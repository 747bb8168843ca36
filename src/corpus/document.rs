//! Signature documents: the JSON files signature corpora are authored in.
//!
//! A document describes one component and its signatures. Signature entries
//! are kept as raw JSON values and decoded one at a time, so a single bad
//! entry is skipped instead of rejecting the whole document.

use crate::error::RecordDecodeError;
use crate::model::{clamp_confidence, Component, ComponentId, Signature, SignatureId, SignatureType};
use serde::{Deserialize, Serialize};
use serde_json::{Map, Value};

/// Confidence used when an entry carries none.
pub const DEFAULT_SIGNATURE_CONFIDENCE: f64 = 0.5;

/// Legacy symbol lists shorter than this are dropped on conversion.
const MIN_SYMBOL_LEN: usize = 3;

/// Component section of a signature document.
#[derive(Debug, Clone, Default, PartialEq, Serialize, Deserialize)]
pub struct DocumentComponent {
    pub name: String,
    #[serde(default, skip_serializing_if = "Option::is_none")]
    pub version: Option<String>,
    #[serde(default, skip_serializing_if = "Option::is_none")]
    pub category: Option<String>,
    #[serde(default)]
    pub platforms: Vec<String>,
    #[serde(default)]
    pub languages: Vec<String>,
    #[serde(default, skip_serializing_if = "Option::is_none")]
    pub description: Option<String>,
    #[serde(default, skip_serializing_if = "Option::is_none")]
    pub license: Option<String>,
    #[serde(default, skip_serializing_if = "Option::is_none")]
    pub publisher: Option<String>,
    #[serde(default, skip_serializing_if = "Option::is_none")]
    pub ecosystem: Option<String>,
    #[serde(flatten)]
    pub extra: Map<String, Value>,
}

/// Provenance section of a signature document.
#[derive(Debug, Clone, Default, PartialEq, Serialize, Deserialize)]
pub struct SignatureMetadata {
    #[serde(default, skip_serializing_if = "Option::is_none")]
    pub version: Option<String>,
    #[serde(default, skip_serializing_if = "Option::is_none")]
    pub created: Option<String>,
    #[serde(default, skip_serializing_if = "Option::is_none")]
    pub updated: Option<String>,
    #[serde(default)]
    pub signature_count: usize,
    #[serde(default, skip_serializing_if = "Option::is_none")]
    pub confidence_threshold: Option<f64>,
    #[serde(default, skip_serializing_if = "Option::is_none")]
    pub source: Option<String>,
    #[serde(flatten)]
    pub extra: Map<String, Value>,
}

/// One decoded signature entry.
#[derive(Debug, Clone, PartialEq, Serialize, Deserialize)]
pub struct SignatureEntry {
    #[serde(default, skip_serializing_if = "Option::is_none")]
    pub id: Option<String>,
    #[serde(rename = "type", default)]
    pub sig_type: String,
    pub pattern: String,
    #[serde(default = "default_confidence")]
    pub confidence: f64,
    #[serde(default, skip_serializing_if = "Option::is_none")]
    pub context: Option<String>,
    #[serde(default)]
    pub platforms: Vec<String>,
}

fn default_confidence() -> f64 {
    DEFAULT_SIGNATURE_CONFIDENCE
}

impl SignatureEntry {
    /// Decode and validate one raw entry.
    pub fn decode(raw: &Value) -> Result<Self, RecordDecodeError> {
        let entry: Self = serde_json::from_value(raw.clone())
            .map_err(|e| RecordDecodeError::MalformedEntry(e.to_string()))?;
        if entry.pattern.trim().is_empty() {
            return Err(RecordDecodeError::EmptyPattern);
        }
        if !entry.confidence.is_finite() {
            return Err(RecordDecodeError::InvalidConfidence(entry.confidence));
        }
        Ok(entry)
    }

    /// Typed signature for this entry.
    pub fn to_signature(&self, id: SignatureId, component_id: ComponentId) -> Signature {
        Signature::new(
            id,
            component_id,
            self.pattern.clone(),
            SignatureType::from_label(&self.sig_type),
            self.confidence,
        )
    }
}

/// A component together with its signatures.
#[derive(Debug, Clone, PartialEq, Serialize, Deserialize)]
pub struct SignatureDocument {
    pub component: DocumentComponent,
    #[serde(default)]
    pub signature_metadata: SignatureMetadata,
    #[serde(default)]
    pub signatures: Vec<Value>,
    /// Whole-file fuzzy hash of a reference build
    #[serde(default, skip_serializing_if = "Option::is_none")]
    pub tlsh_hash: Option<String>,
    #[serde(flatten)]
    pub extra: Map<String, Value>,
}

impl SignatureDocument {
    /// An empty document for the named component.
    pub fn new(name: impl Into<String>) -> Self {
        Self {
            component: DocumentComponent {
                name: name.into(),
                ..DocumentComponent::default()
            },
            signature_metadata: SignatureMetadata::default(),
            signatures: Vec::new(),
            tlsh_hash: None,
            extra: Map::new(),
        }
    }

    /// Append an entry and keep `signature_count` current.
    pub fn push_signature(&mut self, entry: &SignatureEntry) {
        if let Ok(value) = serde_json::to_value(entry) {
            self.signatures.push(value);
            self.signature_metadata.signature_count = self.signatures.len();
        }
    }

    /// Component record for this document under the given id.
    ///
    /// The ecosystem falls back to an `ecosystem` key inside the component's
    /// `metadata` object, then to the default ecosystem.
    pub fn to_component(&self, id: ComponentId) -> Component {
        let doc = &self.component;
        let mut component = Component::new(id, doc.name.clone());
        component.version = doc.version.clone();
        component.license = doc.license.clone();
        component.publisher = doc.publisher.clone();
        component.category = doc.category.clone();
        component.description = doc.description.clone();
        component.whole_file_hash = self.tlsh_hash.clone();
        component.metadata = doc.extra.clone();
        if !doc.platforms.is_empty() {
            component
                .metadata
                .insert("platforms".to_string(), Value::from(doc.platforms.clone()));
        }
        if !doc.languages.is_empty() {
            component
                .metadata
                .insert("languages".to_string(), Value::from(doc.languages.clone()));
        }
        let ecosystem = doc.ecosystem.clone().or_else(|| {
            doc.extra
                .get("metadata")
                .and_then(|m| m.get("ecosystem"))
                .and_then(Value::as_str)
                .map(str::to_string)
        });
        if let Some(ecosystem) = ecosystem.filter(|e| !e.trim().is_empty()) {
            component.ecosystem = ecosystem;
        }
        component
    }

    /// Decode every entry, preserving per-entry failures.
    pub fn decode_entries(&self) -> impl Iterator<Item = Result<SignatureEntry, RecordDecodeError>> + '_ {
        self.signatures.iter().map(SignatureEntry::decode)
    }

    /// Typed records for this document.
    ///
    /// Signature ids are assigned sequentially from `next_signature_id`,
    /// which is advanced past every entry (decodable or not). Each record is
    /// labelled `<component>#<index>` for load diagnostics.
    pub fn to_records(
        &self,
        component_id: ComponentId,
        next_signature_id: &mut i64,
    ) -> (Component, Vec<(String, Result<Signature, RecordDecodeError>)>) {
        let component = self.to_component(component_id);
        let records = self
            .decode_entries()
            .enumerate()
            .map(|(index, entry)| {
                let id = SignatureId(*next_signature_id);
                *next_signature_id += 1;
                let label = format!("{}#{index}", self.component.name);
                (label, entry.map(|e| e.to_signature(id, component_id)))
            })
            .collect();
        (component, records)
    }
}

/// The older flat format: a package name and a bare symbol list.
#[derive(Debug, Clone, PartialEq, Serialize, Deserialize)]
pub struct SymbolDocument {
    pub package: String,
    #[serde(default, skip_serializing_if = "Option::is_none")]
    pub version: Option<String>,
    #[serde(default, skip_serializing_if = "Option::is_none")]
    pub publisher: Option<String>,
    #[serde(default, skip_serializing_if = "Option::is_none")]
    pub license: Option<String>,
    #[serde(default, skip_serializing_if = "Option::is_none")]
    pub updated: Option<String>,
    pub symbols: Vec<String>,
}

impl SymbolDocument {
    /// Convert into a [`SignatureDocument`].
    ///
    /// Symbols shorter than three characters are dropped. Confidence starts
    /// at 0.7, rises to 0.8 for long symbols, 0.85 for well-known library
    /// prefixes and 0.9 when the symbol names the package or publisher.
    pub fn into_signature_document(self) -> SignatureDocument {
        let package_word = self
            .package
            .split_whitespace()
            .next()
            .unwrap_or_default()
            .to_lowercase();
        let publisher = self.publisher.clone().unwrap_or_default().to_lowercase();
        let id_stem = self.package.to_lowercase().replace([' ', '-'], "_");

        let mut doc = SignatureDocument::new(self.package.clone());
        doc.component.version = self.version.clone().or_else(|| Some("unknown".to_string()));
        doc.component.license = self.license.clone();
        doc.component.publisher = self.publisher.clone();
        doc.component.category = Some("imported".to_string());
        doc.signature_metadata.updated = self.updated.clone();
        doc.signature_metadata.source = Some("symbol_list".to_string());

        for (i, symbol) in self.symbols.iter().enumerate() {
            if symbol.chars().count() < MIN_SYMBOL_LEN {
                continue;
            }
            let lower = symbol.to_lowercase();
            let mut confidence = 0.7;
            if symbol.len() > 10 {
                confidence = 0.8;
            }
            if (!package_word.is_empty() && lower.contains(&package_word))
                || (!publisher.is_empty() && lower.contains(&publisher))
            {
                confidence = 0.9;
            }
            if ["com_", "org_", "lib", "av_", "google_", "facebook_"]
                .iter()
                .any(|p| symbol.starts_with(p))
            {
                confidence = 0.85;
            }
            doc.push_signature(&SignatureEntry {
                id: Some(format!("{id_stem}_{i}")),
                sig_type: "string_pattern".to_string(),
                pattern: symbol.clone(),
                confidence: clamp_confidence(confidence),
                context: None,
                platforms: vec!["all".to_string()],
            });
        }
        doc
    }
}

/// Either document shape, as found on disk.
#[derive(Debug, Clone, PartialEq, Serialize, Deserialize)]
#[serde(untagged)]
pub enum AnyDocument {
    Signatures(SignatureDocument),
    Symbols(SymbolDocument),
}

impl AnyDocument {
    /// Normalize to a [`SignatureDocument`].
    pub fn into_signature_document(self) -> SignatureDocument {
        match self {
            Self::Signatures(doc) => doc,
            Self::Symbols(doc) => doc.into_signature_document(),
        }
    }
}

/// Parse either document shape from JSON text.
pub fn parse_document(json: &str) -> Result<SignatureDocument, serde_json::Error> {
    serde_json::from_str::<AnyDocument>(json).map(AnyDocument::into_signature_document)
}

----

Only the number is needed here: how many lines of the records contain "Typed"?

### [REPLY]
2